Stored data entries:
---*---
impl Dispatcher {
    pub fn new(
        catalog: Catalog,
        profile: ProfileStore,
        guestbook: Arc<dyn GuestbookStore>,
        sessions: Arc<SessionTracker>,
        settings: DispatchSettings,
    ) -> Self {
        Self { catalog, profile, guestbook, sessions, settings }
    }

    pub fn catalog(&self) -> &Catalog {
        &self.catalog
    }

    pub fn sessions(&self) -> &SessionTracker {
        &self.sessions
    }

    pub fn settings(&self) -> &DispatchSettings {
        &self.settings
    }

    /// Apply the caller's credential, if any. Returns true when it verified.
    pub fn prime(&self, caller: &CallerContext) -> bool {
        let Some(token) = caller.credential.as_deref() else {
            return false;
        };
        self.sessions.present_credential(&caller.key, token);
        match credential::verify(token) {
            Some(intent) => {
                self.sessions.grant(&caller.key, GrantSource::Credential);
                log::info!("session {} declared intent {} ({})", caller.key, intent.id, intent.mode);
                true
            }
            None => false,
        }
    }

    /// One inbound body: prime from the credential, then dispatch.
    /// None means there is nothing to send back.
    pub async fn handle(self: &Arc<Self>, caller: &CallerContext, body: &[u8]) -> Option<Value> {
        self.prime(caller);
        self.dispatch(caller, body).await
    }

    /// Dispatch without touching the credential
    pub async fn dispatch(self: &Arc<Self>, caller: &CallerContext, body: &[u8]) -> Option<Value> {
        let parsed: Value = match serde_json::from_slice(body) {
            Ok(v) => v,
            Err(e) => {
                log::warn!("JSON parse error from {}: {}", caller.key, e);
                return Some(error_response(Value::Null, &ProtocolError::Parse(e.to_string())));
            }
        };
        match parsed {
            Value::Array(entries) => self.dispatch_batch(caller, entries).await,
            single => self.dispatch_entry(caller, single).await,
        }
    }

    async fn dispatch_batch(self: &Arc<Self>, caller: &CallerContext, entries: Vec<Value>) -> Option<Value> {
        if entries.is_empty() {
            return Some(error_response(
                Value::Null,
                &ProtocolError::InvalidRequest("empty batch".to_string()),
            ));
        }

        let handles: Vec<_> = entries
            .into_iter()
            .map(|entry| {
                let id = entry.get("id").cloned();
                let this = Arc::clone(self);
                let caller = caller.clone();
                let handle = tokio::spawn(async move { this.dispatch_entry(&caller, entry).await });
                (id, handle)
            })
            .collect();

        let mut responses = Vec::with_capacity(handles.len());
        for (id, handle) in handles {
            match handle.await {
                Ok(Some(response)) => responses.push(response),
                Ok(None) => {}
                Err(e) => {
                    log::error!("batch entry task failed: {}", e);
                    if let Some(id) = id {
                        responses.push(error_response(id, &ProtocolError::Internal("entry task failed".to_string())));
                    }
                }
            }
        }

        if responses.is_empty() {
            None
        } else {
            Some(Value::Array(responses))
        }
    }

    async fn dispatch_entry(&self, caller: &CallerContext, entry: Value) -> Option<Value> {
        let Value::Object(request) = entry else {
            return Some(error_response(
                Value::Null,
                &ProtocolError::InvalidRequest("entry must be a JSON object".to_string()),
            ));
        };
        let id = request.get("id").cloned();

        match self.route(caller, &request).await {
            Ok(result) => id.map(|id| success_response(id, result)),
            Err(err) => match id {
                Some(id) => Some(error_response(id, &err)),
                // Envelope too broken to tell whether a reply was wanted
                None if matches!(err, ProtocolError::InvalidRequest(_)) => {
                    Some(error_response(Value::Null, &err))
                }
                None => {
                    log::debug!("notification fault from {}: {}", caller.key, err);
                    None
                }
            },
        }
    }

    async fn route(&self, caller: &CallerContext, request: &Map<String, Value>) -> Result<Value, ProtocolError> {
        if request.get("jsonrpc").and_then(Value::as_str) != Some("2.0") {
            return Err(ProtocolError::InvalidRequest("jsonrpc must be \"2.0\"".to_string()));
        }
        let method = request
            .get("method")
            .and_then(Value::as_str)
            .ok_or_else(|| ProtocolError::InvalidRequest("missing method".to_string()))?;

        log::debug!("received {} from {}", method, caller.key);

        match method {
            "initialize" => Ok(self.initialize_result()),
            "notifications/initialized" | "ping" => Ok(json!({})),
            "tools/list" => Ok(json!({ "tools": self.catalog.definitions() })),
            "tools/call" => self.call_tool(caller, request.get("params")).await,
            other => Err(ProtocolError::MethodNotFound(other.to_string())),
        }
    }

    fn initialize_result(&self) -> Value {
        json!({
            "protocolVersion": PROTOCOL_VERSION,
            "capabilities": { "tools": {} },
            "serverInfo": {
                "name": SERVER_NAME,
                "version": SERVER_VERSION,
            },
            "instructions": format!(
                "Profile of {}. Free tools: {}. Gated tools: {} (call {} or send an intent credential in the {} header to unlock).",
                self.profile.profile().name,
                self.catalog.names_in(AccessTier::Free).join(", "),
                self.catalog.names_in(AccessTier::Gated).join(", "),
                LEAVE_MESSAGE,
                self.settings.intent_header,
            ),
        })
    }

    async fn call_tool(&self, caller: &CallerContext, params: Option<&Value>) -> Result<Value, ProtocolError> {
        let params = params
            .and_then(Value::as_object)
            .ok_or_else(|| ProtocolError::InvalidParams("params must be an object".to_string()))?;
        let name = params
            .get("name")
            .and_then(Value::as_str)
            .ok_or_else(|| ProtocolError::InvalidParams("params.name must be a string".to_string()))?;

        let Some(tool) = self.catalog.get(name) else {
            log::info!(target: CMD_TARGET, "FAIL {} | unknown tool | {}", name, caller.key);
            return Err(ProtocolError::UnknownTool(name.to_string()));
        };

        let empty = Map::new();
        let args = match params.get("arguments") {
            None | Some(Value::Null) => &empty,
            Some(Value::Object(map)) => map,
            Some(_) => {
                return Err(ProtocolError::InvalidParams("arguments must be an object".to_string()));
            }
        };

        let session = self.sessions.record_call(&caller.key, tool.name);
        log::debug!("session {} | {}", caller.key, session.status_summary());
        let decision = gate::process(tool, &session);
        if !decision.allowed {
            log::info!(target: CMD_TARGET, "DENY {} | {} | {}", tool.name, caller.key, decision.message);
            return Ok(tool_result(gate::denial_payload(
                tool.name,
                &self.catalog,
                &self.settings.intent_header,
            )));
        }

        if let Err(msg) = tool.validate(args) {
            log::info!(target: CMD_TARGET, "FAIL {} | {} | {}", tool.name, caller.key, msg);
            return Err(ProtocolError::InvalidParams(msg));
        }

        log::info!(target: CMD_TARGET, "CALL {} | {} | {}", tool.name, caller.key, param_summary(tool.name, args));

        let args = Arguments::new(args);
        let payload = match tool.id {
            ToolId::GetProfile => tools::get_profile(&self.profile, &self.catalog, &self.settings.intent_header),
            ToolId::GetProjects => tools::get_projects(&self.profile, args),
            ToolId::GetWriting => tools::get_writing(&self.profile, args),
            ToolId::GetExperience => tools::get_experience(&self.profile, args),
            ToolId::GetSkills => tools::get_skills(&self.profile, args),
            ToolId::LeaveMessage => {
                let entry = self.record_message(caller, tools::submission(args)).await.map_err(|e| {
                    log::info!(target: CMD_TARGET, "FAIL {} | {} | {}", tool.name, caller.key, e);
                    ProtocolError::from(e)
                })?;
                tools::leave_message_result(&entry, &self.catalog)
            }
        };
        Ok(tool_result(payload))
    }

    /// Append a guestbook entry, then grant the caller's session
    async fn record_message(
        &self,
        caller: &CallerContext,
        submission: MessageSubmission,
    ) -> Result<GuestbookEntry, StoreError> {
        let entry = GuestbookEntry::new(submission, &caller.origin, &self.settings.origin_salt);
        let entry = guestbook::append_entry(Arc::clone(&self.guestbook), entry).await?;
        self.sessions.grant(&caller.key, GrantSource::Guestbook);
        log::info!("guestbook entry {} recorded for session {}", entry.id, caller.key);
        Ok(entry)
    }

    /// Direct guestbook submission (HTTP POST /guestbook).
    /// Same validation and effect as the leave_message tool.
    pub async fn submit_message(
        &self,
        caller: &CallerContext,
        fields: &Map<String, Value>,
    ) -> Result<Value, ProtocolError> {
        let tool = self
            .catalog
            .get(LEAVE_MESSAGE)
            .ok_or_else(|| ProtocolError::Internal("leave_message missing from catalog".to_string()))?;
        tool.validate(fields).map_err(ProtocolError::InvalidParams)?;

        log::info!(target: CMD_TARGET, "CALL {} (direct) | {} | {}", LEAVE_MESSAGE, caller.key, param_summary(LEAVE_MESSAGE, fields));
        self.sessions.record_call(&caller.key, LEAVE_MESSAGE);
        let entry = self.record_message(caller, tools::submission(Arguments::new(fields))).await?;
        Ok(tools::leave_message_result(&entry, &self.catalog))
    }

    /// Public guestbook listing, newest first
    pub async fn list_guestbook(&self) -> Result<Vec<PublicEntry>, StoreError> {
        let entries = guestbook::list_entries(Arc::clone(&self.guestbook)).await?;
        Ok(entries.iter().map(GuestbookEntry::public).collect())
    }

    /// Body of /.well-known/mcp.json
    pub fn discovery_document(&self) -> Value {
        let summary = gate::access_summary(&self.catalog, &self.settings.intent_header);
        json!({
            "name": SERVER_NAME,
            "version": SERVER_VERSION,
            "description": format!("Agent-facing profile of {}", self.profile.profile().name),
            "endpoint": self.settings.endpoint,
            "protocolVersion": PROTOCOL_VERSION,
            "transport": "http",
            "tools": self.catalog.names(),
            "access": {
                "free": self.catalog.names_in(AccessTier::Free),
                "gated": self.catalog.names_in(AccessTier::Gated),
            },
            "credential": {
                "header": self.settings.intent_header,
                "format": "header.payload.signature (base64url JSON, payload.intent = {id, goal, mode})",
            },
            "unlock": summary["unlock"],
        })
    }
}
---*---
→ **Task statement**
With "InvalidParams" as the search word, count the matching lines in the records and give the number alone.

→ **Exercise result**
5